More Thoughts on "Enterprise Software's Youth Drain" - neilc
http://blog.charleshudson.net/?p=378

======
karzeem
Young people are doing a lot of stuff that could one day be considered
"enterprise" software; it's just that the suits that buy these things don't
trust them yet.

PG mentions this in his essay on colleges
(<http://www.paulgraham.com/colleges.html>):

"There used to be a saying in the corporate world: 'No one ever got fired for
buying IBM.' You no longer hear this about IBM specifically, but the idea is
very much alive; there is a whole category of 'enterprise' software companies
that exist to take advantage of it. People buying technology for large
organizations don't care if they pay a fortune for mediocre software. It's not
their money. They just want to buy from a supplier who seems safe--a company
with an established name, confident salesmen, impressive offices, and software
that conforms to all the current fashions. Not necessarily a company that will
deliver so much as one that, if they do let you down, will still seem to have
been a prudent choice. So companies have evolved to fill that niche."

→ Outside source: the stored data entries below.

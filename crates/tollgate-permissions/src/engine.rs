//! Permission engine: the layered decision function.

use crate::destructive;
use crate::matcher::CompiledRules;
use crate::types::*;
use std::sync::{Mutex, MutexGuard, PoisonError};
use tollgate_types::Action;

/// Tools that only read and are always allowed, whatever the settings say.
pub const READ_ONLY_TOOLS: &[&str] = &["Read", "Glob", "Grep", "WebSearch", "WebFetch"];

/// Evaluates actions against the read-only allowlist, destructive signatures,
/// session grants and the settings rules.
pub struct PermissionEngine {
    deny: CompiledRules,
    allow: CompiledRules,
    /// Grants added via "allow for this session" responses.
    session_grants: Mutex<Vec<SessionGrant>>,
}

impl PermissionEngine {
    /// Create an engine from merged settings rules. Malformed patterns are
    /// logged and ignored.
    pub fn new(rules: PolicyRules) -> Self {
        let deny = CompiledRules::compile(&rules.deny, "deny");
        let allow = CompiledRules::compile(&rules.allow, "allow");
        if deny.is_empty() && allow.is_empty() {
            tracing::debug!("no settings rules, unlisted tools will ask");
        } else {
            tracing::debug!(deny = deny.len(), allow = allow.len(), "compiled settings rules");
        }
        Self {
            deny,
            allow,
            session_grants: Mutex::new(Vec::new()),
        }
    }

    /// Decide an action.
    ///
    /// Evaluation order, first match wins:
    /// 1. Read-only tools: allow.
    /// 2. Destructive shell commands: ask_destructive.
    /// 3. Session grants: allow.
    /// 4. Settings deny patterns: deny.
    /// 5. Settings allow patterns: allow.
    /// 6. Default: ask.
    pub fn evaluate(&self, action: &Action) -> CheckDetail {
        let detail = self.resolve(action);
        tracing::debug!(
            tool = %action.tool_name,
            outcome = detail.outcome.as_str(),
            source = detail.provenance.as_str(),
            pattern = detail.pattern.as_deref(),
            "permission check"
        );
        detail
    }

    /// Like [`evaluate`](Self::evaluate), returning only the outcome.
    pub fn check(&self, tool_name: &str, input: &serde_json::Value) -> Outcome {
        self.evaluate(&Action::new(tool_name, input.clone())).outcome
    }

    fn resolve(&self, action: &Action) -> CheckDetail {
        if READ_ONLY_TOOLS.contains(&action.tool_name.as_str()) {
            return CheckDetail::new(Outcome::Allow, Provenance::ReadOnly);
        }

        if let Some(hit) = action.shell_command().and_then(destructive::detect) {
            tracing::debug!(signature = hit.id, "destructive command: {}", hit.reason);
            return CheckDetail::new(Outcome::AskDestructive, Provenance::Destructive);
        }

        if self.matches_session_grant(action) {
            return CheckDetail::new(Outcome::Allow, Provenance::SessionGrant);
        }

        if let Some(pattern) = self.deny.first_match(action) {
            return CheckDetail::new(Outcome::Deny, Provenance::SettingsDeny).with_pattern(pattern);
        }
        if let Some(pattern) = self.allow.first_match(action) {
            return CheckDetail::new(Outcome::Allow, Provenance::SettingsAllow)
                .with_pattern(pattern);
        }

        CheckDetail::new(Outcome::Ask, Provenance::NoMatch)
    }

    /// Record an "allow for this session" decision.
    ///
    /// Shell grants remember the approved command and later match any
    /// command it prefixes. Other grants cover the whole tool.
    pub fn record_session_grant(&self, tool_name: &str, input: &serde_json::Value) {
        let action = Action::new(tool_name, input.clone());
        let grant = SessionGrant {
            tool_name: tool_name.to_string(),
            command_prefix: action.shell_command().map(str::to_string),
        };
        tracing::info!(
            tool = %grant.tool_name,
            prefix = grant.command_prefix.as_deref(),
            "session grant recorded"
        );
        self.grants().push(grant);
    }

    /// Drop all session grants (e.g. on session restart).
    pub fn reset_session_grants(&self) {
        self.grants().clear();
    }

    pub fn session_grants(&self) -> Vec<SessionGrant> {
        self.grants().clone()
    }

    fn matches_session_grant(&self, action: &Action) -> bool {
        self.grants().iter().any(|grant| {
            if grant.tool_name != action.tool_name {
                return false;
            }
            match (&grant.command_prefix, action.is_shell()) {
                (Some(prefix), true) => action
                    .command()
                    .is_some_and(|command| command.starts_with(prefix.as_str())),
                (Some(_), false) => false,
                (None, _) => true,
            }
        })
    }

    fn grants(&self) -> MutexGuard<'_, Vec<SessionGrant>> {
        self.session_grants
            .lock()
            .unwrap_or_else(PoisonError::into_inner)
    }
}
//! Outbound boundary to the approval channel (chat UI, terminal, ...).

use crate::types::ApprovalRequest;
use tokio::sync::mpsc;

/// Receives approval requests for display.
///
/// `publish` must not block: the channel renders the request on its own
/// schedule and later calls back into
/// [`ApprovalCorrelator::resolve`](crate::ApprovalCorrelator::resolve).
pub trait ApprovalChannel: Send + Sync {
    fn publish(&self, request: &ApprovalRequest);
}

impl ApprovalChannel for mpsc::UnboundedSender<ApprovalRequest> {
    fn publish(&self, request: &ApprovalRequest) {
        if self.send(request.clone()).is_err() {
            tracing::warn!(
                request_id = %request.id,
                "approval channel closed; request will time out"
            );
        }
    }
}
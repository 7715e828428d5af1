//! Core types for the permission system.

use serde::{Deserialize, Serialize};

/// Merged allow/deny pattern lists from all settings scopes.
///
/// Order is kept for audit reporting only; deny always beats allow.
#[derive(Debug, Clone, Default, PartialEq, Eq, Serialize, Deserialize)]
pub struct PolicyRules {
    #[serde(default)]
    pub allow: Vec<String>,
    #[serde(default)]
    pub deny: Vec<String>,
}

impl PolicyRules {
    /// Append another scope's rules after this one's.
    pub fn extend(&mut self, other: PolicyRules) {
        self.allow.extend(other.allow);
        self.deny.extend(other.deny);
    }

    pub fn is_empty(&self) -> bool {
        self.allow.is_empty() && self.deny.is_empty()
    }
}

/// What the engine decided for an action.
#[derive(Debug, Clone, Copy, PartialEq, Eq, Serialize, Deserialize)]
#[serde(rename_all = "snake_case")]
pub enum Outcome {
    Allow,
    Deny,
    Ask,
    AskDestructive,
}

impl Outcome {
    pub fn as_str(&self) -> &'static str {
        match self {
            Self::Allow => "allow",
            Self::Deny => "deny",
            Self::Ask => "ask",
            Self::AskDestructive => "ask_destructive",
        }
    }
}

/// Which layer of the engine produced the outcome.
#[derive(Debug, Clone, Copy, PartialEq, Eq, Serialize, Deserialize)]
#[serde(rename_all = "snake_case")]
pub enum Provenance {
    ReadOnly,
    Destructive,
    SessionGrant,
    SettingsDeny,
    SettingsAllow,
    NoMatch,
}

impl Provenance {
    pub fn as_str(&self) -> &'static str {
        match self {
            Self::ReadOnly => "read_only",
            Self::Destructive => "destructive",
            Self::SessionGrant => "session_grant",
            Self::SettingsDeny => "settings_deny",
            Self::SettingsAllow => "settings_allow",
            Self::NoMatch => "no_match",
        }
    }
}

/// Full result of an evaluation: outcome, deciding layer and settings pattern.
#[derive(Debug, Clone, PartialEq, Eq)]
pub struct CheckDetail {
    pub outcome: Outcome,
    pub provenance: Provenance,
    /// The settings pattern that matched, if any.
    pub pattern: Option<String>,
}

impl CheckDetail {
    pub(crate) fn new(outcome: Outcome, provenance: Provenance) -> Self {
        Self {
            outcome,
            provenance,
            pattern: None,
        }
    }

    pub(crate) fn with_pattern(mut self, pattern: &str) -> Self {
        self.pattern = Some(pattern.to_string());
        self
    }
}

/// Trust granted by an explicit "allow for this session" decision.
#[derive(Debug, Clone, PartialEq, Eq)]
pub struct SessionGrant {
    pub tool_name: String,
    /// For shell grants: the approved command, matched as a prefix.
    pub command_prefix: Option<String>,
}

/// The disposition applied to a tool call.
#[derive(Debug, Clone, PartialEq, Eq)]
pub enum Decision {
    /// Allow this invocation only.
    Allow,
    /// Allow, and trust this tool (or command prefix) for the rest of the session.
    AllowForSession,
    /// Refuse the invocation.
    Deny { reason: String },
}

impl Decision {
    pub fn deny(reason: impl Into<String>) -> Self {
        Self::Deny {
            reason: reason.into(),
        }
    }

    pub fn is_allowed(&self) -> bool {
        !matches!(self, Self::Deny { .. })
    }
}

/// A pending request for a human decision, published to the approval channel.
#[derive(Debug, Clone, PartialEq, Serialize, Deserialize)]
pub struct ApprovalRequest {
    /// Unique id, echoed back by the channel's callback.
    pub id: String,
    pub tool_name: String,
    pub input: serde_json::Value,
    /// Destructive requests should not offer an "allow for session" choice.
    pub is_destructive: bool,
}

/// Decision kind as sent by the approval channel.
#[derive(Debug, Clone, Copy, PartialEq, Eq, Serialize, Deserialize)]
#[serde(rename_all = "snake_case")]
pub enum DecisionKind {
    Allow,
    AllowSession,
    Deny,
}

/// Callback payload delivered by the approval channel.
#[derive(Debug, Clone, PartialEq, Eq, Serialize, Deserialize)]
pub struct DecisionPayload {
    pub id: String,
    pub decision: DecisionKind,
    #[serde(default, skip_serializing_if = "Option::is_none")]
    pub message: Option<String>,
}

impl DecisionPayload {
    pub fn decision(&self) -> Decision {
        match self.decision {
            DecisionKind::Allow => Decision::Allow,
            DecisionKind::AllowSession => Decision::AllowForSession,
            DecisionKind::Deny => {
                Decision::deny(self.message.clone().unwrap_or_else(|| "User denied".into()))
            }
        }
    }
}
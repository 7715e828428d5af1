//! The action an agent asks permission to perform.

use serde::{Deserialize, Serialize};

/// Name of the shell-execution tool. Its `command` input field feeds the
/// destructive-command check, session-grant prefixes and `Tool(prefix:*)` rules.
pub const SHELL_TOOL: &str = "Bash";

/// A single tool invocation: the tool name plus its opaque JSON input.
#[derive(Debug, Clone, PartialEq, Serialize, Deserialize)]
pub struct Action {
    pub tool_name: String,
    #[serde(default)]
    pub input: serde_json::Value,
}

impl Action {
    pub fn new(tool_name: impl Into<String>, input: serde_json::Value) -> Self {
        Self {
            tool_name: tool_name.into(),
            input,
        }
    }

    /// The `command` string field of the input, if any.
    pub fn command(&self) -> Option<&str> {
        self.input.get("command").and_then(serde_json::Value::as_str)
    }

    /// Whether this action runs a shell command.
    pub fn is_shell(&self) -> bool {
        self.tool_name == SHELL_TOOL
    }

    /// The command string, but only for shell actions.
    pub fn shell_command(&self) -> Option<&str> {
        if self.is_shell() { self.command() } else { None }
    }
}

#[cfg(test)]
mod tests {
    use super::*;
    use serde_json::json;

    #[test]
    fn command_reads_string_field() {
        let action = Action::new("Bash", json!({"command": "npm test"}));
        assert_eq!(action.command(), Some("npm test"));
        assert_eq!(action.shell_command(), Some("npm test"));
    }

    #[test]
    fn command_ignores_non_string() {
        let action = Action::new("Bash", json!({"command": 42}));
        assert_eq!(action.command(), None);
    }

    #[test]
    fn shell_command_only_for_shell_tool() {
        let action = Action::new("Custom", json!({"command": "ls"}));
        assert_eq!(action.command(), Some("ls"));
        assert_eq!(action.shell_command(), None);
    }

    #[test]
    fn deserialize_without_input() {
        let action: Action = serde_json::from_str(r#"{"tool_name": "Read"}"#).unwrap();
        assert_eq!(action.tool_name, "Read");
        assert!(action.input.is_null());
    }
}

Companies used to buy mainframes, because they saw simpler machines as toy
computers. Even today, big companies might write a web app in Java when they
could write it much more easily in Python, because they see Python et al. as
toy languages. Similarly, there are a lot of apps out there, and there will
soon be many more, that the market will one day force companies to stop
labeling as toys.

------
edw519
Why so many "Enterprise vs. Web 2.0" discussions? As if you had to pick one of
the other.

The real gravy will be where the 2 meet and the ground will be fertile for the
7 million small business that the enterprise behemoths haven't been able to
crack. (Salesforce.com, anyone?)

So once the social networking phenomenon settles down and enterprise software
levels off, the real demand will be for people who understand both business
processes and modern technologies. Regardless of age.